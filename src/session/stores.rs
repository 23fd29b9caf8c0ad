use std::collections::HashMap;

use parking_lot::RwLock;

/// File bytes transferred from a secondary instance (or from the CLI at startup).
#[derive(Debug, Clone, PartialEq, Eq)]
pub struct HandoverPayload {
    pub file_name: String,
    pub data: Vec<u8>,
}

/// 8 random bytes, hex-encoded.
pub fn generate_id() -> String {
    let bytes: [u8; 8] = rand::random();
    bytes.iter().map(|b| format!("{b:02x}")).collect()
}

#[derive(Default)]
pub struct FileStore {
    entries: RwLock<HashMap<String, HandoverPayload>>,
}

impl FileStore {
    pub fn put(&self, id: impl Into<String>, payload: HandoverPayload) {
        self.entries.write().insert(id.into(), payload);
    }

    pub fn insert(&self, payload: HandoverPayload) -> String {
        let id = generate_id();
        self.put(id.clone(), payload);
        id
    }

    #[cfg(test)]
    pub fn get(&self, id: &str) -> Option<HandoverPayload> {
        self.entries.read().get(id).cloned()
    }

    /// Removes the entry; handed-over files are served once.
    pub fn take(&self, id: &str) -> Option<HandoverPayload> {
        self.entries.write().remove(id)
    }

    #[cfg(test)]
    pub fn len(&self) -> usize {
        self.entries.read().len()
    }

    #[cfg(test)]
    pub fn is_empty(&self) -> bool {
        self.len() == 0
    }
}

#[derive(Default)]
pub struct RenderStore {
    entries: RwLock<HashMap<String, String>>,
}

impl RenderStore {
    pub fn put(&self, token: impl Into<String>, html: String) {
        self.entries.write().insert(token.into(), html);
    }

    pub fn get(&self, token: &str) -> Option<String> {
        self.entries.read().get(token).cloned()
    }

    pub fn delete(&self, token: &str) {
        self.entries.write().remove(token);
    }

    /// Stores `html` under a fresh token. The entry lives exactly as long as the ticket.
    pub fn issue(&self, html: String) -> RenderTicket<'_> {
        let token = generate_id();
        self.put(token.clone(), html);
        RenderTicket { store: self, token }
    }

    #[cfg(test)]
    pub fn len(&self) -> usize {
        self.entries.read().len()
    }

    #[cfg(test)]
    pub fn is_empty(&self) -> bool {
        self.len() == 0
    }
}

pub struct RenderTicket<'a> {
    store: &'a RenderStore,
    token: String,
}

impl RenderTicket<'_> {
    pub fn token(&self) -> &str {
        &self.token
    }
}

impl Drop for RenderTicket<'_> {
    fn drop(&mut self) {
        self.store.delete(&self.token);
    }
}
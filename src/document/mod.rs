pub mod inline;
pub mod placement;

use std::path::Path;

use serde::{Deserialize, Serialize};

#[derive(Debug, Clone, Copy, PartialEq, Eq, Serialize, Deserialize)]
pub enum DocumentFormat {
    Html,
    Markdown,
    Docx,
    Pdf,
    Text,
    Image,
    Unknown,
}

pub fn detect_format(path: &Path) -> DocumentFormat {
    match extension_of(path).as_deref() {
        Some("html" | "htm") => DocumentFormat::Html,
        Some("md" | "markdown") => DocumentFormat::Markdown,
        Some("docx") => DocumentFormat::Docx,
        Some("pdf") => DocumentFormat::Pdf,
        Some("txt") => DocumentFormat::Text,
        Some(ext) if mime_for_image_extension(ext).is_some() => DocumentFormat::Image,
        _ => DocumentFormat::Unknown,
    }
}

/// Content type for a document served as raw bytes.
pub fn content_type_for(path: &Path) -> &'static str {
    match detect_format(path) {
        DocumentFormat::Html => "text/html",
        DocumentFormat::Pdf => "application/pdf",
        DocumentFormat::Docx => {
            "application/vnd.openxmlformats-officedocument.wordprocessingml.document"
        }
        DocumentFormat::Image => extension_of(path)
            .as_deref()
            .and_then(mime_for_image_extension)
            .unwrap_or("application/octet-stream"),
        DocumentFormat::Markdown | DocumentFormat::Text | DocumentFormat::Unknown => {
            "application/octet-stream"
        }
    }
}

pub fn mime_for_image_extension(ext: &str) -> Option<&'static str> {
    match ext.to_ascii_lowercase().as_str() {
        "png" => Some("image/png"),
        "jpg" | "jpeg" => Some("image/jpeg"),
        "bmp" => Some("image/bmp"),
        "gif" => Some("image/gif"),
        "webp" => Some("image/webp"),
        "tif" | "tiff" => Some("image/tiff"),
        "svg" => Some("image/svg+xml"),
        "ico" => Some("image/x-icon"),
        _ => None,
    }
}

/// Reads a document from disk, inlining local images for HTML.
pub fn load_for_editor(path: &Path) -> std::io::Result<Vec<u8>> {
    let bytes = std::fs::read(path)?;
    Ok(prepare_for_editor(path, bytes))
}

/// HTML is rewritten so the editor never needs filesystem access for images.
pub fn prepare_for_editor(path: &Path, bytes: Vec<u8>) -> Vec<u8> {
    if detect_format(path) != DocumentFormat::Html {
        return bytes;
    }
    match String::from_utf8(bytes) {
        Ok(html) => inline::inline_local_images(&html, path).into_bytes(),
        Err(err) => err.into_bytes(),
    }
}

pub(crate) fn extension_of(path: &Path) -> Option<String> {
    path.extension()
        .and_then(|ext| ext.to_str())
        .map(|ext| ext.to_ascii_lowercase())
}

---------------

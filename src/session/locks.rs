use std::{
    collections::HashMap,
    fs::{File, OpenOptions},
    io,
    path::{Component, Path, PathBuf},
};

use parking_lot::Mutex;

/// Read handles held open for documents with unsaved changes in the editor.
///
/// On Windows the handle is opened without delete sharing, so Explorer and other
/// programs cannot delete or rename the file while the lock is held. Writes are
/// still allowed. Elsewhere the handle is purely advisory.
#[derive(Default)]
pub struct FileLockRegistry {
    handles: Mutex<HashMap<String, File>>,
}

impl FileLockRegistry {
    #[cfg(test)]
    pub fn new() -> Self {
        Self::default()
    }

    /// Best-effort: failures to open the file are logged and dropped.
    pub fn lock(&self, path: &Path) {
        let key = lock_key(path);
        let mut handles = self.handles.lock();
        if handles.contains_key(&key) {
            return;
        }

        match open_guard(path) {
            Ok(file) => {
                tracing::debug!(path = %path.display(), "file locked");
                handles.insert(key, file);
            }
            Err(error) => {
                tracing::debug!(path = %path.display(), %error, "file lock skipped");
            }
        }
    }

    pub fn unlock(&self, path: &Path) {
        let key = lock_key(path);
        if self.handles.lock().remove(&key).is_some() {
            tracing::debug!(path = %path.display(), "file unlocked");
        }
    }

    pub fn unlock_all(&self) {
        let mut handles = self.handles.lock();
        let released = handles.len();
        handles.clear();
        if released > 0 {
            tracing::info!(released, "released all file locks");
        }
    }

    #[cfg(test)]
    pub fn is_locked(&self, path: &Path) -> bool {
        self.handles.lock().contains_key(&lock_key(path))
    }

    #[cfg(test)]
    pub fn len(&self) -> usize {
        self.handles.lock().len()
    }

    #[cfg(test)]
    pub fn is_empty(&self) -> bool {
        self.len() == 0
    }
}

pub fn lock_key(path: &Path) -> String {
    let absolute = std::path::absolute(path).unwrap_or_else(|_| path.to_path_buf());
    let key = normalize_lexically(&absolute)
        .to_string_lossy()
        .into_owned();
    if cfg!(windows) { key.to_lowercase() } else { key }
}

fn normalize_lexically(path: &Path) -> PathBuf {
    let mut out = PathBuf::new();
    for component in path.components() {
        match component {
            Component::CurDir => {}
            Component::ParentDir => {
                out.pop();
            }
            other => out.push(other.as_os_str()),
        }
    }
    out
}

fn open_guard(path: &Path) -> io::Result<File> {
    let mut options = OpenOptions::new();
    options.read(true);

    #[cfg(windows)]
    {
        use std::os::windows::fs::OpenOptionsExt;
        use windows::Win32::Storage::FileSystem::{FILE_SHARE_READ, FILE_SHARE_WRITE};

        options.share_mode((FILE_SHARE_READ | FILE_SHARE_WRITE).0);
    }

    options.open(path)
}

---------------

> Goal of the exercise: Your task is to restate, word for word, only those lines above that fall between the line holding "filename src/session/stores.rs" and the line holding "pub struct HandoverPayload", inclusive.

> Solution to this task:
filename src/session/stores.rs
repository 23fd29b9caf8c0ad
use std::collections::HashMap;

use parking_lot::RwLock;

/// File bytes transferred from a secondary instance (or from the CLI at startup).
#[derive(Debug, Clone, PartialEq, Eq)]
pub struct HandoverPayload {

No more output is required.